Plans for increased security in the immediate aftermath of the Boston bombings and the changes will be evident to runners, fans and volunteers throughout the race.
Race officials banned backpacks and other types of bags from the runner gear check zones. Instead, runners are only able to use a designated plastic bag provided during packet pickup, and that’s not all.
“They’re tightening up the corrals a little bit too,” said Patty Hutsell, a runner from Southern Indiana. “I may have to meet my friends at different spots, but we’ll hook up.

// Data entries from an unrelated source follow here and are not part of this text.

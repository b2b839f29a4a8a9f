use serde::{Deserialize, Serialize};

/// A search hit from an image provider, before it is re-hosted.
#[derive(Debug, Clone, PartialEq, Eq, Serialize)]
pub struct ImageCandidate {
    pub url: String,
    pub description: String,
    pub photographer: String,
    pub source: String,
}

/// What the media host returns for an upload.
#[derive(Debug, Clone, PartialEq, Eq, Serialize)]
pub struct UploadedMedia {
    pub url: String,
    pub media_id: String,
    pub width: u32,
    pub height: u32,
}

#[derive(Debug, Clone, PartialEq, Eq, Serialize)]
pub struct UploadedImage {
    pub media: UploadedMedia,
    pub description: String,
    pub photographer: String,
    pub source: String,
}

#[derive(Debug, Clone, Default, PartialEq, Eq, Serialize, Deserialize)]
pub struct ImageSuggestion {
    pub keyword: String,
    #[serde(default)]
    pub description: String,
    #[serde(default, rename = "relatedText", alias = "related_text")]
    pub related_text: String,
}
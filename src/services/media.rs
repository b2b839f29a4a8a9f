use std::time::Duration;

use async_trait::async_trait;
use chrono::Utc;
use regex::Regex;
use reqwest::Client;
use serde::Deserialize;
use sha2::{Digest, Sha256};

use crate::config::CloudinaryConfig;
use crate::error::{AppError, Result};
use crate::models::UploadedMedia;

const CLOUDINARY_API_URL: &str = "https://api.cloudinary.com/v1_1";

/// Somewhere images can be copied to and later removed from.
#[async_trait]
pub trait MediaHost: Send + Sync {
    /// Copies a remote image into the host.
    async fn upload(&self, url: &str) -> Result<UploadedMedia>;

    async fn destroy(&self, media_id: &str) -> Result<()>;

    /// Ids of every hosted image referenced in `markup`, in order of appearance.
    fn media_ids_in(&self, markup: &str) -> Vec<String>;
}

/// Destroys each id in turn, logging failures. Returns how many succeeded.
pub async fn destroy_best_effort(host: &dyn MediaHost, media_ids: &[String]) -> usize {
    let mut destroyed = 0;
    for media_id in media_ids {
        match host.destroy(media_id).await {
            Ok(()) => destroyed += 1,
            Err(e) => tracing::warn!("Could not delete media {}: {}", media_id, e),
        }
    }
    destroyed
}

#[derive(Debug, Deserialize)]
struct UploadResponse {
    secure_url: String,
    public_id: String,
    #[serde(default)]
    width: u32,
    #[serde(default)]
    height: u32,
}

#[derive(Debug, Deserialize)]
struct DestroyResponse {
    result: String,
}

pub struct CloudinaryHost {
    client: Client,
    config: CloudinaryConfig,
    hosted_url: Regex,
}

impl CloudinaryHost {
    pub fn new(config: CloudinaryConfig) -> Result<Self> {
        let client = Client::builder()
            .timeout(Duration::from_secs(30))
            .connect_timeout(Duration::from_secs(10))
            .build()?;

        let pattern = format!(
            r#"res\.cloudinary\.com/{}/image/upload/(?:v\d+/)?([^"'\s?#<>]+)\.[A-Za-z0-9]+"#,
            regex::escape(&config.cloud_name)
        );
        let hosted_url = Regex::new(&pattern)
            .map_err(|e| AppError::Config(format!("invalid cloud name: {}", e)))?;

        Ok(Self {
            client,
            config,
            hosted_url,
        })
    }

    fn endpoint(&self, action: &str) -> String {
        format!(
            "{}/{}/image/{}",
            CLOUDINARY_API_URL, self.config.cloud_name, action
        )
    }

    /// Signs `params` and adds the credential fields every authenticated call needs.
    fn signed_form(&self, mut params: Vec<(&'static str, String)>) -> Vec<(&'static str, String)> {
        params.push(("timestamp", Utc::now().timestamp().to_string()));
        params.push(("signature_algorithm", "sha256".to_string()));
        let signature = sign(&params, &self.config.api_secret);
        params.push(("api_key", self.config.api_key.clone()));
        params.push(("signature", signature));
        params
    }
}

/// Fields Cloudinary leaves out of the signature.
const UNSIGNED_FIELDS: &[&str] = &["file", "api_key", "resource_type", "cloud_name"];

/// Cloudinary request signature: sorted `key=value` pairs joined by `&`, then the secret.
fn sign(params: &[(&str, String)], secret: &str) -> String {
    let mut sorted: Vec<_> = params
        .iter()
        .filter(|(k, v)| !v.is_empty() && !UNSIGNED_FIELDS.contains(k))
        .collect();
    sorted.sort_by(|a, b| a.0.cmp(b.0));

    let to_sign = sorted
        .iter()
        .map(|(k, v)| format!("{}={}", k, v))
        .collect::<Vec<_>>()
        .join("&");

    let digest = Sha256::digest(format!("{}{}", to_sign, secret).as_bytes());
    format!("{:x}", digest)
}

#[async_trait]
impl MediaHost for CloudinaryHost {
    async fn upload(&self, url: &str) -> Result<UploadedMedia> {
        let form = self.signed_form(vec![
            ("file", url.to_string()),
            ("folder", self.config.folder.clone()),
        ]);
        let response = self
            .client
            .post(self.endpoint("upload"))
            .form(&form)
            .send()
            .await?;

        if !response.status().is_success() {
            let status = response.status();
            let error_text = response.text().await?;
            return Err(AppError::MediaHost(format!(
                "upload failed {}: {}",
                status, error_text
            )));
        }

        let body: UploadResponse = response.json().await?;
        tracing::debug!("Uploaded {} as {}", url, body.public_id);

        Ok(UploadedMedia {
            url: body.secure_url,
            media_id: body.public_id,
            width: body.width,
            height: body.height,
        })
    }

    async fn destroy(&self, media_id: &str) -> Result<()> {
        let form = self.signed_form(vec![("public_id", media_id.to_string())]);
        let response = self
            .client
            .post(self.endpoint("destroy"))
            .form(&form)
            .send()
            .await?;

        if !response.status().is_success() {
            let status = response.status();
            return Err(AppError::MediaHost(format!(
                "destroy of {} failed: {}",
                media_id, status
            )));
        }

        let body: DestroyResponse = response.json().await?;
        match body.result.as_str() {
            "ok" | "not found" => Ok(()),
            other => Err(AppError::MediaHost(format!(
                "destroy of {} returned '{}'",
                media_id, other
            ))),
        }
    }

    fn media_ids_in(&self, markup: &str) -> Vec<String> {
        self.hosted_url
            .captures_iter(markup)
            .filter_map(|cap| cap.get(1))
            .map(|m| m.as_str().to_string())
            .collect()
    }
}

It’s all for the best.”
The security changes will also extend beyond the street level, thanks to the addition of a mobile camera system that provides telescoping cameras that can capture 360 degree images.
“In areas where a traditional camera is only used to seeing a small specific area, we can see what happened in every direction at that time,” said Gannon Switzer with Koorsen Security Technology.

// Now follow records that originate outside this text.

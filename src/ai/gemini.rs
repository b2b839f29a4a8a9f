use std::time::Duration;

use async_trait::async_trait;
use reqwest::Client;
use serde::{Deserialize, Serialize};

use crate::error::{AppError, Result};

const GEMINI_API_URL: &str = "https://generativelanguage.googleapis.com/v1beta/models";
const GEMINI_MODEL: &str = "gemini-2.5-flash";

/// Prompt in, text out. The generator only needs this much of a language model.
#[async_trait]
pub trait TextModel: Send + Sync {
    async fn complete(&self, prompt: &str) -> Result<String>;

    fn model_version(&self) -> &str;
}

#[derive(Debug, Serialize)]
#[serde(rename_all = "camelCase")]
struct GenerateContentRequest {
    contents: Vec<Content>,
    generation_config: GenerationConfig,
}

#[derive(Debug, Serialize, Deserialize)]
struct Content {
    #[serde(default, skip_serializing_if = "Option::is_none")]
    role: Option<String>,
    #[serde(default)]
    parts: Vec<Part>,
}

#[derive(Debug, Serialize, Deserialize)]
struct Part {
    #[serde(default, skip_serializing_if = "Option::is_none")]
    text: Option<String>,
}

#[derive(Debug, Serialize)]
#[serde(rename_all = "camelCase")]
struct GenerationConfig {
    max_output_tokens: u32,
    temperature: f32,
}

#[derive(Debug, Deserialize)]
struct GenerateContentResponse {
    #[serde(default)]
    candidates: Vec<Candidate>,
}

#[derive(Debug, Deserialize)]
struct Candidate {
    content: Option<Content>,
}

pub struct GeminiClient {
    client: Client,
    api_key: String,
}

impl GeminiClient {
    pub fn new(api_key: String) -> Result<Self> {
        let client = Client::builder()
            .timeout(Duration::from_secs(60))
            .connect_timeout(Duration::from_secs(10))
            .build()?;
        Ok(Self { client, api_key })
    }
}

#[async_trait]
impl TextModel for GeminiClient {
    async fn complete(&self, prompt: &str) -> Result<String> {
        let request = GenerateContentRequest {
            contents: vec![Content {
                role: Some("user".to_string()),
                parts: vec![Part {
                    text: Some(prompt.to_string()),
                }],
            }],
            generation_config: GenerationConfig {
                max_output_tokens: 8192,
                temperature: 0.9,
            },
        };

        let response = self
            .client
            .post(format!("{}/{}:generateContent", GEMINI_API_URL, GEMINI_MODEL))
            .header("x-goog-api-key", &self.api_key)
            .json(&request)
            .send()
            .await?;

        if !response.status().is_success() {
            let status = response.status();
            let error_text = response.text().await?;
            return Err(AppError::GeminiApi(format!("API error {}: {}", status, error_text)));
        }

        let body: GenerateContentResponse = response.json().await?;

        let text = body
            .candidates
            .into_iter()
            .next()
            .and_then(|c| c.content)
            .map(|content| {
                content
                    .parts
                    .into_iter()
                    .filter_map(|part| part.text)
                    .collect::<Vec<_>>()
                    .join("")
            })
            .unwrap_or_default();

        if text.trim().is_empty() {
            return Err(AppError::GeminiApi("empty response".to_string()));
        }

        Ok(text)
    }

    fn model_version(&self) -> &str {
        GEMINI_MODEL
    }
}

/// Stand-in used when no Gemini key is configured; every completion fails.
pub struct UnconfiguredModel;

#[async_trait]
impl TextModel for UnconfiguredModel {
    async fn complete(&self, _prompt: &str) -> Result<String> {
        Err(AppError::Config("GEMINI_API_KEY is not set".to_string()))
    }

    fn model_version(&self) -> &str {
        "none"
    }
}
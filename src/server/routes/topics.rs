use axum::{
    extract::{Path, State},
    response::IntoResponse,
    Json,
};
use serde::Deserialize;
use serde_json::json;

use crate::error::{AppError, Result};
use crate::models::NewTopic;
use crate::server::guards::RequireAdminKey;
use crate::server::respond::ok;
use crate::server::router::AppState;

/// Either structured topics or raw `topic | keyword, keyword` lines.
#[derive(Debug, Deserialize)]
pub struct ImportTopics {
    #[serde(default)]
    pub topics: Vec<NewTopic>,
    #[serde(default)]
    pub lines: Option<String>,
}

pub async fn list_topics(
    _admin: RequireAdminKey,
    State(state): State<AppState>,
) -> Result<impl IntoResponse> {
    let repository = &state.app.repository;
    let topics = repository.list_topics().await?;
    let stats = repository.topic_stats().await?;
    Ok(ok(json!({ "topics": topics, "stats": stats })))
}

pub async fn add_topic(
    _admin: RequireAdminKey,
    State(state): State<AppState>,
    Json(topic): Json<NewTopic>,
) -> Result<impl IntoResponse> {
    if topic.topic.trim().is_empty() {
        return Err(AppError::BadRequest("topic is required".to_string()));
    }
    let topic = NewTopic::new(topic.topic.trim(), topic.keywords.as_deref().map(str::trim));
    let id = state.app.repository.insert_topic(topic).await?;
    Ok(ok(json!({ "id": id })))
}

pub async fn import_topics(
    _admin: RequireAdminKey,
    State(state): State<AppState>,
    Json(body): Json<ImportTopics>,
) -> Result<impl IntoResponse> {
    let mut topics: Vec<NewTopic> = body
        .topics
        .into_iter()
        .filter(|t| !t.topic.trim().is_empty())
        .collect();
    if let Some(lines) = &body.lines {
        topics.extend(lines.lines().filter_map(NewTopic::from_line));
    }

    let (added, skipped) = state.app.repository.import_topics(topics).await?;
    tracing::info!("Imported topics: {} added, {} skipped", added, skipped);
    Ok(ok(json!({ "added": added, "skipped": skipped })))
}

pub async fn reset_topics(
    _admin: RequireAdminKey,
    State(state): State<AppState>,
) -> Result<impl IntoResponse> {
    let reset = state.app.repository.reset_all_topics().await?;
    tracing::info!("Reset {} topics", reset);
    Ok(ok(json!({ "reset": reset })))
}

pub async fn delete_topic(
    _admin: RequireAdminKey,
    State(state): State<AppState>,
    Path(id): Path<i64>,
) -> Result<impl IntoResponse> {
    if !state.app.repository.delete_topic(id).await? {
        return Err(AppError::NotFound(format!("topic {}", id)));
    }
    Ok(ok(json!({ "id": id })))
}
use std::time::Duration;

use async_trait::async_trait;
use reqwest::Client;
use serde::Deserialize;

use crate::config::Config;
use crate::error::{AppError, Result};
use crate::models::ImageCandidate;

const UNSPLASH_API_URL: &str = "https://api.unsplash.com/search/photos";
const PEXELS_API_URL: &str = "https://api.pexels.com/v1/search";

#[async_trait]
pub trait ImageProvider: Send + Sync {
    fn name(&self) -> &str;

    async fn search(&self, keyword: &str, count: usize) -> Result<Vec<ImageCandidate>>;
}

/// Ordered list of providers; the first one with any hit wins.
pub struct ImageSearch {
    providers: Vec<Box<dyn ImageProvider>>,
}

impl ImageSearch {
    pub fn new(providers: Vec<Box<dyn ImageProvider>>) -> Self {
        Self { providers }
    }

    /// Unsplash first, Pexels as backup, each only when its key is configured.
    pub fn from_config(config: &Config) -> Result<Self> {
        let mut providers: Vec<Box<dyn ImageProvider>> = Vec::new();
        if let Some(key) = &config.unsplash_access_key {
            providers.push(Box::new(UnsplashProvider::new(key.clone())?));
        }
        if let Some(key) = &config.pexels_api_key {
            providers.push(Box::new(PexelsProvider::new(key.clone())?));
        }
        Ok(Self::new(providers))
    }

    pub fn is_empty(&self) -> bool {
        self.providers.is_empty()
    }

    /// Never fails: provider errors are logged and count as an empty result.
    pub async fn search(&self, keyword: &str, count: usize) -> Vec<ImageCandidate> {
        for provider in &self.providers {
            match provider.search(keyword, count).await {
                Ok(images) if !images.is_empty() => return images,
                Ok(_) => {
                    tracing::info!("{} returned no images for '{}'", provider.name(), keyword);
                }
                Err(e) => {
                    tracing::warn!("{} search for '{}' failed: {}", provider.name(), keyword, e);
                }
            }
        }
        Vec::new()
    }
}

fn search_client() -> Result<Client> {
    Ok(Client::builder()
        .timeout(Duration::from_secs(30))
        .connect_timeout(Duration::from_secs(10))
        .build()?)
}

#[derive(Debug, Deserialize)]
struct UnsplashResponse {
    #[serde(default)]
    results: Vec<UnsplashPhoto>,
}

#[derive(Debug, Deserialize)]
struct UnsplashPhoto {
    urls: UnsplashUrls,
    alt_description: Option<String>,
    user: UnsplashUser,
}

#[derive(Debug, Deserialize)]
struct UnsplashUrls {
    regular: String,
}

#[derive(Debug, Deserialize)]
struct UnsplashUser {
    name: String,
}

pub struct UnsplashProvider {
    client: Client,
    access_key: String,
}

impl UnsplashProvider {
    pub fn new(access_key: String) -> Result<Self> {
        Ok(Self {
            client: search_client()?,
            access_key,
        })
    }
}

#[async_trait]
impl ImageProvider for UnsplashProvider {
    fn name(&self) -> &str {
        "unsplash"
    }

    async fn search(&self, keyword: &str, count: usize) -> Result<Vec<ImageCandidate>> {
        let per_page = count.to_string();
        let response = self
            .client
            .get(UNSPLASH_API_URL)
            .query(&[
                ("query", keyword),
                ("per_page", per_page.as_str()),
                ("orientation", "landscape"),
            ])
            .header("Authorization", format!("Client-ID {}", self.access_key))
            .send()
            .await?;

        if !response.status().is_success() {
            let status = response.status();
            return Err(AppError::ImageSearch(format!("unsplash returned {}", status)));
        }

        let body: UnsplashResponse = response.json().await?;
        Ok(body
            .results
            .into_iter()
            .map(|photo| ImageCandidate {
                url: photo.urls.regular,
                description: photo
                    .alt_description
                    .filter(|d| !d.trim().is_empty())
                    .unwrap_or_else(|| keyword.to_string()),
                photographer: photo.user.name,
                source: "unsplash".to_string(),
            })
            .collect())
    }
}

#[derive(Debug, Deserialize)]
struct PexelsResponse {
    #[serde(default)]
    photos: Vec<PexelsPhoto>,
}

#[derive(Debug, Deserialize)]
struct PexelsPhoto {
    src: PexelsSource,
    photographer: String,
}

#[derive(Debug, Deserialize)]
struct PexelsSource {
    large: String,
}

pub struct PexelsProvider {
    client: Client,
    api_key: String,
}

impl PexelsProvider {
    pub fn new(api_key: String) -> Result<Self> {
        Ok(Self {
            client: search_client()?,
            api_key,
        })
    }
}

#[async_trait]
impl ImageProvider for PexelsProvider {
    fn name(&self) -> &str {
        "pexels"
    }

    async fn search(&self, keyword: &str, count: usize) -> Result<Vec<ImageCandidate>> {
        let per_page = count.to_string();
        let response = self
            .client
            .get(PEXELS_API_URL)
            .query(&[
                ("query", keyword),
                ("per_page", per_page.as_str()),
                ("orientation", "landscape"),
            ])
            .header("Authorization", &self.api_key)
            .send()
            .await?;

        if !response.status().is_success() {
            let status = response.status();
            return Err(AppError::ImageSearch(format!("pexels returned {}", status)));
        }

        let body: PexelsResponse = response.json().await?;
        Ok(body
            .photos
            .into_iter()
            .map(|photo| ImageCandidate {
                url: photo.src.large,
                description: keyword.to_string(),
                photographer: photo.photographer,
                source: "pexels".to_string(),
            })
            .collect())
    }
}

#[cfg(test)]
mod tests {
    use super::*;
    use crate::testing::FakeImageProvider;

    #[tokio::test]
    async fn falls_back_only_on_empty_results() {
        let primary = FakeImageProvider::empty("primary");
        let secondary = FakeImageProvider::with_hits("secondary", 2);
        let primary_calls = primary.calls();
        let secondary_calls = secondary.calls();

        let search = ImageSearch::new(vec![Box::new(primary), Box::new(secondary)]);
        let images = search.search("clay house", 1).await;

        assert_eq!(images.len(), 1);
        assert_eq!(images[0].source, "secondary");
        assert_eq!(primary_calls.load(std::sync::atomic::Ordering::SeqCst), 1);
        assert_eq!(secondary_calls.load(std::sync::atomic::Ordering::SeqCst), 1);
    }

    #[tokio::test]
    async fn first_non_empty_provider_wins() {
        let primary = FakeImageProvider::with_hits("primary", 1);
        let secondary = FakeImageProvider::with_hits("secondary", 1);
        let secondary_calls = secondary.calls();

        let search = ImageSearch::new(vec![Box::new(primary), Box::new(secondary)]);
        let images = search.search("roof", 1).await;

        assert_eq!(images[0].source, "primary");
        assert_eq!(secondary_calls.load(std::sync::atomic::Ordering::SeqCst), 0);
    }

    #[tokio::test]
    async fn errors_count_as_empty() {
        let search = ImageSearch::new(vec![Box::new(FakeImageProvider::failing("broken"))]);
        assert!(search.search("anything", 1).await.is_empty());
        assert!(ImageSearch::new(Vec::new()).is_empty());
    }
}
/// Starter topics for a fresh install, as `(topic, comma-separated keywords)`.
pub const STARTER_TOPICS: &[(&str, &str)] = &[
    ("황토집의 건강상 이점과 실제 효과", "황토집, 건강, 효과"),
    ("황토방 시공 과정과 주의사항", "황토방, 시공, 건축"),
    ("전통 한옥과 현대식 황토집의 차이점", "한옥, 황토집, 전통"),
    ("황토집에서 겨울나기 난방 관리법", "황토집, 난방, 겨울"),
    ("황토 벽돌 vs 황토 미장 어떤 것이 좋을까", "황토, 벽돌, 미장"),
    ("황토집 짓기 전 반드시 알아야 할 10가지", "황토집, 건축, 팁"),
    ("황토집 습도 조절 원리와 방법", "황토집, 습도, 조절"),
    ("황토 건축 비용과 예산 계획하기", "황토, 건축, 비용"),
    ("황토집의 단열 성능과 에너지 효율", "황토집, 단열, 에너지"),
    ("자연 소재를 활용한 친환경 주택 짓기", "친환경, 주택, 자연소재"),
    ("황토집 유지보수와 관리 요령", "황토집, 유지보수, 관리"),
    ("황토방 곰팡이 예방과 대처법", "황토방, 곰팡이, 예방"),
    ("전원주택으로 황토집을 선택하는 이유", "전원주택, 황토집, 선택"),
    ("황토집과 아토피 개선 실제 사례", "황토집, 아토피, 건강"),
    ("황토 건축의 역사와 현대적 재해석", "황토, 건축, 역사"),
    ("황토집 시공 업체 선정 기준과 체크리스트", "황토집, 업체, 선정"),
    ("황토방 인테리어 아이디어와 꾸미기 팁", "황토방, 인테리어, 꾸미기"),
    ("황토집 장단점 솔직 후기", "황토집, 장단점, 후기"),
    ("소형 황토집 설계 아이디어", "소형, 황토집, 설계"),
    ("황토집에 어울리는 가구와 소품", "황토집, 가구, 소품"),
    ("황토 건축 자재 선택 가이드", "황토, 자재, 선택"),
    ("전통 방식의 황토 시공법", "전통, 황토, 시공법"),
    ("현대식 황토 건축 기술의 발전", "현대식, 황토, 기술"),
    ("황토집에서 키우기 좋은 식물", "황토집, 식물, 키우기"),
    ("황토집 환기 시스템과 공기 순환", "황토집, 환기, 공기순환"),
    ("부동산 투자로서의 황토집 가치", "부동산, 황토집, 투자"),
    ("전원생활을 위한 황토집 입지 선정", "전원생활, 황토집, 입지"),
    ("황토집과 일반 주택의 비용 비교", "황토집, 일반주택, 비용"),
    ("황토 리모델링으로 기존 집 개선하기", "황토, 리모델링, 개선"),
    ("황토집 냄새와 실내 공기질 관리", "황토집, 냄새, 공기질"),
];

Koorsen is donating the entire setup for the race. The company president said he felt compelled to help after seeing the bombings in Boston.
“Everyone is a little nervous now and anything we can do to help the city make people feel safer that’s our mission,” said company president Randy Koorsen.
“I welcome those security measures,” said Crystal Jelks, a runner from Gary. “If it’s going to make it a safer environment for all of the runners and make people feel more comfortable with coming out to events like this, it’s well worth it.”
“It is scary,” said Kimberly Wells, a runner from Gary, “but you just have to keep moving and keep running and you can’t be fearful. You can’t live your life in fear.”
That’s the same message behind the “Indy Loves Boston” t-shirt, created by local retailer Vardagen. The front of the shirt reads: “It is for love, not fear, that we run”.
“The terrorists want fear but we respond in love,” said Jared Ingold, owner of Vardagen.
“It’s kind of like from Indianapolis to Boston, you know, just a unified gift,” Ingold said. “I definitely think we’re going to reach that.”
It’s a message many are taking to heart as they prepare to run on Saturday.
“I don’t have any fears at all about it,” Hutsell said. “I think everything is going to go great. It’s a strong group of people, you can see that from the people around here, they will never stop us.”